Ala tradicionalista católica de Campos reage a orientações do Papa Francisco em suprimir missas em Latim em liturgia
POR OCINEI TRINDADE(Foto: Divulgação/Diocese de Campos)
Desde a sua fundação, a Igreja Católica enfrenta conflitos. Um dos mais recentes envolve decisão do Papa Francisco que busca integrar fiéis e padronizar ritos litúrgicos. Para tanto, decidiu minimizar o uso do Latim em cerimônias, preferindo o idioma local. Porém, caberia ao bispo de cada diocese autorizar o uso da língua histórica e tradicional, defendida sobretudo por católicos ultraconservadores ou tradicionalistas contrários ao Vaticano. Campos dos Goytacazes já foi palco de ruptura entre católicos em 1981. Muitos rejeitaram as mudanças propostas pelo papado da época.
A decisão do Papa Francisco em reprimir a missa em Latim foi divulgada no último dia 16, revertendo uma das decisões do Papa Bento XVI. Muitos católicos tradicionalistas consideraram a medida um ataque à antiga liturgia. As restrições de Francisco seriam para conter a divisão na Igreja promovida por católicos que se opõem ao Concílio Vaticano II. A cidade de Campos imprime um pouco do divisionismo católico. Além da Diocese de Campos, há a Administração Apostólica Pessoal São João Maria Vianney, e a ala mais radical chamados de tradicionalistas.
De acordo com o bispo da Diocese de Campos, Dom Roberto Ferrería Paz, o Papa Francisco restringiu o rito latino extraordinário para manter a unidade.
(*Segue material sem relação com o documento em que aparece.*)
//! Error taxonomy and retry-policy types for the release-notes pipeline.
//!
//! [`ReleaseNotesError`] covers the two fatal conditions that halt a run.
//! Every other failure is stage-local: [`DiffFetchError`] and
//! [`ModelInvocationError`] are absorbed into the diagnostics log by the stage
//! that produced them and never cross the orchestrator boundary.
//!
//! [`RetryPolicy`] is a cross-cutting concern: any error type that participates
//! in retry decisions must be able to produce a [`RetryPolicy`].

use std::time::Duration;

use serde::{Deserialize, Serialize};
use thiserror::Error;

use crate::ports::{ModelError, VcsError};
use crate::CommitSha;

// ---------------------------------------------------------------------------
// Retry semantics
// ---------------------------------------------------------------------------

/// Whether an error condition is safe to retry and, if so, after what delay.
///
/// Returned by collaborator error types to let the Analysis stage decide
/// whether to re-invoke the model without degrading the entry.
///
/// - `Retryable` errors: timeouts, rate limits, overloaded backends,
///   malformed structured output.
/// - `NonRetryable` errors: authentication failures, invalid requests.
#[derive(Debug, Clone, PartialEq, Serialize, Deserialize)]
pub enum RetryPolicy {
    /// The operation may be retried.
    Retryable {
        /// Minimum back-off before the next attempt (e.g. from `Retry-After`).
        /// `None` means apply the caller's own back-off schedule.
        after: Option<Duration>,
    },
    /// The operation must not be retried.
    NonRetryable,
}

impl RetryPolicy {
    pub fn is_retryable(&self) -> bool {
        matches!(self, Self::Retryable { .. })
    }
}

// ---------------------------------------------------------------------------
// Fatal errors
// ---------------------------------------------------------------------------

/// Errors that halt a run before a document is produced.
///
/// These are the only errors that cross the orchestrator boundary; the CLI
/// maps each variant to a distinct non-zero exit code.
#[derive(Debug, Error)]
pub enum ReleaseNotesError {
    /// The repository or the requested commit range could not be resolved.
    ///
    /// Produced by: Commit Discovery (bad boundary, empty repository, path is
    /// not a repository).
    #[error("Repository access failed for '{target}': {source}")]
    RepositoryAccess {
        /// The path or reference that could not be resolved.
        target: String,
        #[source]
        source: VcsError,
    },

    /// The aggregated state is malformed and cannot be rendered.
    ///
    /// `diagnostics_dump` carries the serialised pipeline state so the problem
    /// can be investigated without re-running.
    #[error("Render failed: {reason}")]
    Render {
        reason: String,
        diagnostics_dump: String,
    },
}

impl ReleaseNotesError {
    /// Process exit code the CLI uses for this error.
    pub fn exit_code(&self) -> u8 {
        match self {
            Self::RepositoryAccess { .. } => 2,
            Self::Render { .. } => 3,
        }
    }
}

// ---------------------------------------------------------------------------
// Stage-local errors
// ---------------------------------------------------------------------------

/// The diff for one commit could not be turned into code context.
///
/// Non-fatal: the Code Context stage records a diagnostic and the commit is
/// analysed from its message alone.
#[derive(Debug, Error)]
pub enum DiffFetchError {
    #[error("diff for {commit} unavailable: {source}")]
    Unavailable {
        commit: CommitSha,
        #[source]
        source: VcsError,
    },

    #[error("diff for {commit} is {size} bytes, above the {limit}-byte limit")]
    TooLarge {
        commit: CommitSha,
        size: usize,
        limit: usize,
    },
}

/// The model could not analyse a commit group within the retry budget.
///
/// Non-fatal: the Analysis stage substitutes a degraded entry.
#[derive(Debug, Error)]
#[error("model invocation failed after {attempts} attempt(s): {source}")]
pub struct ModelInvocationError {
    pub attempts: u32,
    #[source]
    pub source: ModelError,
}

// ---------------------------------------------------------------------------
// Configuration
// ---------------------------------------------------------------------------

/// The run configuration is invalid. Produced at load time; a run never
/// starts with an invalid configuration.
#[derive(Debug, Error, PartialEq, Eq)]
pub enum ConfigError {
    #[error("Configuration error: {field} {message}")]
    Invalid { field: &'static str, message: String },
}

#[cfg(test)]
mod tests {
    use super::*;

    #[test]
    fn fatal_errors_map_to_distinct_non_zero_exit_codes() {
        let repo = ReleaseNotesError::RepositoryAccess {
            target: "/nowhere".into(),
            source: VcsError::NotFound {
                reference: "/nowhere".into(),
            },
        };
        let render = ReleaseNotesError::Render {
            reason: "dangling commit".into(),
            diagnostics_dump: "{}".into(),
        };
        assert_eq!(repo.exit_code(), 2);
        assert_eq!(render.exit_code(), 3);
    }

    #[test]
    fn retry_policy_reports_retryability() {
        assert!(RetryPolicy::Retryable { after: None }.is_retryable());
        assert!(!RetryPolicy::NonRetryable.is_retryable());
    }
}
“Nós não podemos sob a alegação de que queremos rezar um rito, desconhecer o que foi a reforma do Concílio Vaticano II. Este foi uma nova primavera, um Pentecostes da Igreja Católica. A inculturação da fé não se limita a uma língua, ao vernáculo. É também uma linguagem simbólica, a participação do povo; é também o acesso da mulher. São várias questões que o Concílio do Vaticano trouxe, entre elas a descentralização da Igreja, a importância do bispo diocesano, o laicato. O rito extraordinário defendido de uma forma ideológica, que é em si o missal extraordinário de 1962 não tem nada de equivocado naquele momento. Eles estão fazendo um uso ideológico, justamente do missal de 1962, para opor-se ao Vaticano II e as reformas trazidas por esse Concílio de renovação profunda da Igreja, da pastoral”, disse.
Dom Fernando Rifan
Para o bispo Dom Fernando Rifan, líder da Administração Apostólica Pessoal São João Maria Vianney, o Papa Francisco tratou do assunto da liturgia romana, antes da Reforma de 1970. “Para promover a concórdia e a paz na Igreja, a paz litúrgica, os Papas João Paulo II e Bento XVI regulamentaram a faculdade de se usar o missal antigo, chamado de tradicional, editado pelo Papa João XXIII em 1962. Eles queriam facilitar a comunhão eclesial àqueles católicos que eram apegados a essas formas litúrgicas anteriores”. Fernando Rifan disse que a principal modificação promovida por Francisco é a entrega ao bispo de cada Diocese a competência para autorizar o uso do missal romano antigo em cada região. “Claro que nós católicos acatamos a orientação do Papa Francisco. Porém, esta intervenção foi provocada pelos abusos de muitos chamados tradicionalistas que não observaram aquilo que o Papa Bento XVI queria, a missa de forma como comunhão da Igreja. Passaram a atacar o Papa, o Concílio”, comentou.
Igreja dividida
Para os leigos, é difícil compreender uma cidade como Campos ter dois bispos católicos. Para Roberto Ferrería Paz, a Diocese conta com um apenas, ele mesmo.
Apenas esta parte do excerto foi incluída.